MSSQLTips.com - your daily source for SQL Server tips

Google
 
Web mssqltips.com

ESSENTIALS: Home | Tips | Search | Categories | Top 10 | Products | Authors | Blogs | Forums | Webcasts | Advertise | About
Sorting and comparing unicode and binary data - why do I get a weird sort order? - Chad Boyd

MSSQLTips

MSSQLTips.com - your daily source for SQL Server tips
Welcome to MSSQLTips Sign in | Join | Help
in Search

Chad Boyd

MSSQLTips - SQL Server Blog

Sorting and comparing unicode and binary data - why do I get a weird sort order?

A customer recently questioned me regarding a sorting issue they were having in the following scenario:

   My database is running under the "SQL_Latin1_General_CP1_CI_AS" Sql collation, but when I run
   the script below I seem to get incorrect sort results.  Why does the "abc-test" item come 
   immediately after the "abctest" item and not after "abctest1" as I would expect it to?

      create table #temp1 (
       ServerItem nvarchar(260) collate SQL_Latin1_General_CP1_CI_AS primary key clustered
      )

      insert #temp1
      select 'abctest'
      insert #temp1
      select 'abc-test'
      insert #temp1
      select 'abctest1'
      insert #temp1
      select 'abc-test1'

      select * from #temp1
      order by ServerItem

      drop table #temp1

      RESULTS:
     
      ServerItem
      ------------
      abctest
      abc-test
      abctest1
      abc-test1


   Is this right?

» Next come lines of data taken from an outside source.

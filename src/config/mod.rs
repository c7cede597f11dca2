//! Configuration management module.
//!
//! Settings are layered (later sources override earlier):
//! 1. Built-in defaults
//! 2. An optional TOML file given with `--config`
//! 3. Command-line flags
//!
//! Environment variables are not consulted.

mod generator;
mod output;

use config::{Config, File, FileFormat};
use serde::Deserialize;

pub use generator::GeneratorSettings;
pub use output::OutputSettings;

use crate::cli::Cli;
use crate::error::{AppError, Result};

/// Application configuration.
#[derive(Debug, Clone, Default, Deserialize)]
pub struct AppConfig {
    /// Handle generation settings.
    #[serde(default)]
    pub generator: GeneratorSettings,

    /// Output settings.
    #[serde(default)]
    pub output: OutputSettings,

    /// Observability configuration.
    #[serde(default)]
    pub observability: ObservabilityConfig,
}

impl AppConfig {
    /// Load configuration from the optional config file and the command line.
    ///
    /// # Errors
    ///
    /// Returns `Io` if the config file cannot be read and `InvalidConfig` if
    /// it is malformed or holds unknown values.
    pub fn load(cli: &Cli) -> Result<Self> {
        let mut builder = Config::builder();

        if let Some(path) = &cli.config {
            let content = std::fs::read_to_string(path).map_err(|e| AppError::io(path, e))?;
            builder = builder.add_source(File::from_str(&content, FileFormat::Toml));
        }

        let domains = (!cli.domains.is_empty()).then(|| cli.domains.clone());
        let patterns = (!cli.patterns.is_empty()).then(|| cli.patterns.clone());

        let config = builder
            .set_override_option("generator.profile", cli.profile.map(|p| p.to_string()))?
            .set_override_option("generator.mode", cli.mode.map(|m| m.to_string()))?
            .set_override_option("generator.domains", domains)?
            .set_override_option("generator.ascii", cli.ascii.then_some(true))?
            .set_override_option("generator.case", cli.case.map(|c| c.to_string()))?
            .set_override_option("generator.max_length", cli.max_length)?
            .set_override_option("generator.add_numbers", cli.add_numbers.clone())?
            .set_override_option("generator.patterns", patterns)?
            .set_override_option("generator.max_per_name", cli.max_per_name)?
            .set_override_option("output.export", cli.export.map(|e| e.to_string()))?
            .set_override_option(
                "output.path",
                cli.output
                    .as_ref()
                    .map(|p| p.to_string_lossy().into_owned()),
            )?
            .set_override_option("output.auto", cli.auto_output.then_some(true))?
            .set_override_option("observability.log_level", cli.effective_log_level())?
            .set_override_option("observability.log_format", cli.log_format.clone())?
            .build()?;

        let app_config: Self = config.try_deserialize()?;
        app_config.validate()?;

        Ok(app_config)
    }

    /// Validate the configuration.
    fn validate(&self) -> Result<()> {
        if !matches!(self.observability.log_format.as_str(), "text" | "json") {
            return Err(AppError::InvalidConfig(format!(
                "observability.log_format must be 'text' or 'json', got '{}'",
                self.observability.log_format
            )));
        }

        if self.output.auto && self.output.path.is_some() {
            return Err(AppError::InvalidConfig(
                "output.path and output.auto are mutually exclusive".to_string(),
            ));
        }

        // Surface generator errors before any name is processed.
        self.generator.to_generator_config()?;

        Ok(())
    }
}

/// Observability configuration.
#[derive(Debug, Clone, Deserialize)]
pub struct ObservabilityConfig {
    /// Log level.
    #[serde(default = "default_log_level")]
    pub log_level: String,

    /// Log format: "text" or "json".
    #[serde(default = "default_log_format")]
    pub log_format: String,
}

fn default_log_level() -> String {
    "warn".to_string()
}

fn default_log_format() -> String {
    "text".to_string()
}

impl Default for ObservabilityConfig {
    fn default() -> Self {
        Self {
            log_level: default_log_level(),
            log_format: default_log_format(),
        }
    }
}

#[cfg(test)]
mod tests {
    use std::io::Write;

    use clap::Parser;
    use tempfile::NamedTempFile;

    use super::*;
    use crate::domain::{ExportFormat, Mode, Profile};

    fn cli(args: &[&str]) -> Cli {
        Cli::try_parse_from(std::iter::once("kamehandle").chain(args.iter().copied())).unwrap()
    }

    fn config_file(content: &str) -> NamedTempFile {
        let mut file = NamedTempFile::new().unwrap();
        file.write_all(content.as_bytes()).unwrap();
        file
    }

    #[test]
    fn test_default_config() {
        let config = AppConfig::default();
        assert_eq!(config.generator.profile, Profile::Common);
        assert_eq!(config.output.export, ExportFormat::Txt);
        assert_eq!(config.observability.log_level, "warn");
    }

    #[test]
    fn test_load_from_cli_only() {
        let config = AppConfig::load(&cli(&[
            "--name",
            "Ann Lee",
            "--mode",
            "emails",
            "--domain",
            "a.com",
            "--profile",
            "minimal",
            "--max-length",
            "8",
        ]))
        .unwrap();
        assert_eq!(config.generator.mode, Mode::Emails);
        assert_eq!(config.generator.domains, ["a.com"]);
        assert_eq!(config.generator.profile, Profile::Minimal);
        assert_eq!(config.generator.max_length, Some(8));
    }

    #[test]
    fn test_file_then_cli_override() {
        let file = config_file(
            r#"
[generator]
profile = "wide"
mode = "both"
domains = ["corp.example"]
add_numbers = "1-3"

[output]
export = "csv"
"#,
        );
        let path = file.path().to_str().unwrap();

        let config = AppConfig::load(&cli(&["--name", "a b", "--config", path])).unwrap();
        assert_eq!(config.generator.profile, Profile::Wide);
        assert_eq!(config.generator.domains, ["corp.example"]);
        assert_eq!(config.output.export, ExportFormat::Csv);

        let config = AppConfig::load(&cli(&[
            "--name",
            "a b",
            "--config",
            path,
            "--profile",
            "minimal",
            "--domain",
            "other.example",
        ]))
        .unwrap();
        assert_eq!(config.generator.profile, Profile::Minimal);
        assert_eq!(config.generator.domains, ["other.example"]);
        assert_eq!(config.generator.add_numbers.as_deref(), Some("1-3"));
    }

    #[test]
    fn test_unknown_profile_in_file() {
        let file = config_file("[generator]\nprofile = \"huge\"\n");
        let err = AppConfig::load(&cli(&[
            "--name",
            "a b",
            "--config",
            file.path().to_str().unwrap(),
        ]))
        .unwrap_err();
        assert!(matches!(err, AppError::InvalidConfig(_)));
    }

    #[test]
    fn test_missing_config_file() {
        let err = AppConfig::load(&cli(&["--name", "a b", "--config", "/nonexistent/k.toml"]))
            .unwrap_err();
        assert!(matches!(err, AppError::Io { .. }));
    }

    #[test]
    fn test_generator_errors_surface_on_load() {
        let err = AppConfig::load(&cli(&["--name", "a b", "--add-numbers", "1-0"])).unwrap_err();
        assert!(matches!(err, AppError::InvalidRange(_)));

        let err = AppConfig::load(&cli(&["--name", "a b", "--max-length", "0"])).unwrap_err();
        assert!(matches!(err, AppError::InvalidConfig(_)));

        let err = AppConfig::load(&cli(&["--name", "a b", "--mode", "both"])).unwrap_err();
        assert!(matches!(err, AppError::MissingDomain(_)));
    }

    #[test]
    fn test_auto_output_and_path_exclusive_in_file() {
        let file = config_file("[output]\npath = \"out.txt\"\nauto = true\n");
        let err = AppConfig::load(&cli(&[
            "--name",
            "a b",
            "--config",
            file.path().to_str().unwrap(),
        ]))
        .unwrap_err();
        assert!(matches!(err, AppError::InvalidConfig(_)));
    }
}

Is this a bug?

No, this is not a bug - and yes, this is correct and by design.  The reasoning lies in how certain SQL collations particularly handle sorting rules for unicode data...this collation in particular uses a word sort algorithm to sort the unicode data, which ignores punctuation characters (and hyphen is one of those, amoung many other such as apostrophe's, dialect characters, etc.). The simple rule to follow when comparing or sorting multiple unicode strings is to not assume that it is done character-by-character, as it isn't.

A similar distinction occurs when using a Binary code page, like Latin1_General_BIN for example (popular amoung many cross-platform COTS applications). Did you know that if you are using a binary sort order that UPPERCASE letters will always sort before lowercase letters?  This is because binary sorting sorts based on the actual bit representation of the characters, and UPPERCASE letters have a lower ascii-code than that of lowercase letters.  Using a similar example as above, here is what you would see using a binary sort order:

   create table #temp1 (ServerItem nvarchar(260) collate Latin1_General_BIN primary key clustered)

   insert #temp1
   select 'abctest'
   insert #temp1
   select 'ABCTEST'
   insert #temp1
   select 'BBCTEST'
   insert #temp1
   select 'bbctest'
  
   select * from #temp1
   order by ServerItem

   drop table #temp1

   RESULTS:
  
   ServerItem
   -------------
   ABCTEST
   BBCTEST
   abctest
   bbctest

See how BBCTEST comes before abctest?  You'd see the same type of result if you changed "BBCTEST" to just "Bbctest".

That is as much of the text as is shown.